What to work on
The response should contain only those lines of the entries below that include the string "LayoutError".

Extracted records
════
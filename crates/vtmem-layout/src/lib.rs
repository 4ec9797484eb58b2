//! # vtmem-layout
//!
//! Physical layout of value, identity and array objects under a
//! [`RuntimeConfig`]: which fields and arrays are flattened, header shapes,
//! object sizes and field offsets.
//!
//! All computations go through a [`LayoutEngine`], which owns the configuration
//! and caches layouts per type.
use dashmap::DashMap;
use vtmem_types::{TypeDescriptor, TypeRegistry};
use vtmem_utils::{sync::Arc, TypeId};

pub mod classifier;
pub mod config;
pub mod error;
pub mod factory;
pub mod header;
pub mod layout;
pub mod metrics;
pub mod offsets;
pub mod size;

pub use config::{AddressingMode, GcHeaderPolicy, GcPolicy, RuntimeConfig};
pub use error::{ConfigError, LayoutError};
pub use header::{ArrayHeaderShape, HeaderSizeCalculator, ObjectHeaderShape};
pub use layout::{
    ArrayLayout, FieldLayout, FieldSummary, FlatValue, HasLayout, InstanceLayout, LayoutManager,
    ObjectLayout, ReferenceSlot, Scalar,
};
pub use metrics::{CacheStat, CacheStats, LayoutMetrics};
pub use offsets::SlotLayout;

use factory::LayoutFactory;

pub struct LayoutEngine {
    config: RuntimeConfig,
    registry: Arc<TypeRegistry>,
    instance_layouts: DashMap<TypeId, Arc<InstanceLayout>>,
    array_layouts: DashMap<TypeId, Arc<ArrayLayout>>,
    metrics: LayoutMetrics,
}

impl LayoutEngine {
    pub fn new(config: RuntimeConfig, registry: Arc<TypeRegistry>) -> Self {
        Self {
            config,
            registry,
            instance_layouts: DashMap::new(),
            array_layouts: DashMap::new(),
            metrics: LayoutMetrics::new(),
        }
    }

    pub fn config(&self) -> &RuntimeConfig {
        &self.config
    }

    pub fn registry(&self) -> &Arc<TypeRegistry> {
        &self.registry
    }

    pub fn metrics(&self) -> &LayoutMetrics {
        &self.metrics
    }

    pub fn cache_statistics(&self) -> CacheStats {
        self.metrics
            .cache_statistics(self.instance_layouts.len(), self.array_layouts.len())
    }

    pub fn instance_layout(&self, ty: &TypeDescriptor) -> Result<Arc<InstanceLayout>, LayoutError> {
        if let Some(cached) = self.instance_layouts.get(&ty.id) {
            self.metrics.record_instance_layout_cache_hit();
            return Ok(Arc::clone(&cached));
        }

        self.metrics.record_instance_layout_cache_miss();
        // No map guard is held here; computing a layout recurses into the
        // layouts of flattened field types.
        let result = Arc::new(LayoutFactory::create_instance_layout(self, ty)?);
        self.instance_layouts.insert(ty.id, Arc::clone(&result));
        Ok(result)
    }

    pub fn array_layout(&self, ty: &TypeDescriptor) -> Result<Arc<ArrayLayout>, LayoutError> {
        if let Some(cached) = self.array_layouts.get(&ty.id) {
            self.metrics.record_array_layout_cache_hit();
            return Ok(Arc::clone(&cached));
        }

        self.metrics.record_array_layout_cache_miss();
        let result = Arc::new(LayoutFactory::create_array_layout(self, ty)?);
        self.array_layouts.insert(ty.id, Arc::clone(&result));
        Ok(result)
    }

    pub fn object_layout(&self, ty: &TypeDescriptor) -> Result<ObjectLayout, LayoutError> {
        if ty.is_array() {
            Ok(ObjectLayout::Array(self.array_layout(ty)?))
        } else {
            Ok(ObjectLayout::Instance(self.instance_layout(ty)?))
        }
    }
}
════
Final answer
pub use error::{ConfigError, LayoutError};
    pub fn instance_layout(&self, ty: &TypeDescriptor) -> Result<Arc<InstanceLayout>, LayoutError> {
    pub fn array_layout(&self, ty: &TypeDescriptor) -> Result<Arc<ArrayLayout>, LayoutError> {
    pub fn object_layout(&self, ty: &TypeDescriptor) -> Result<ObjectLayout, LayoutError> {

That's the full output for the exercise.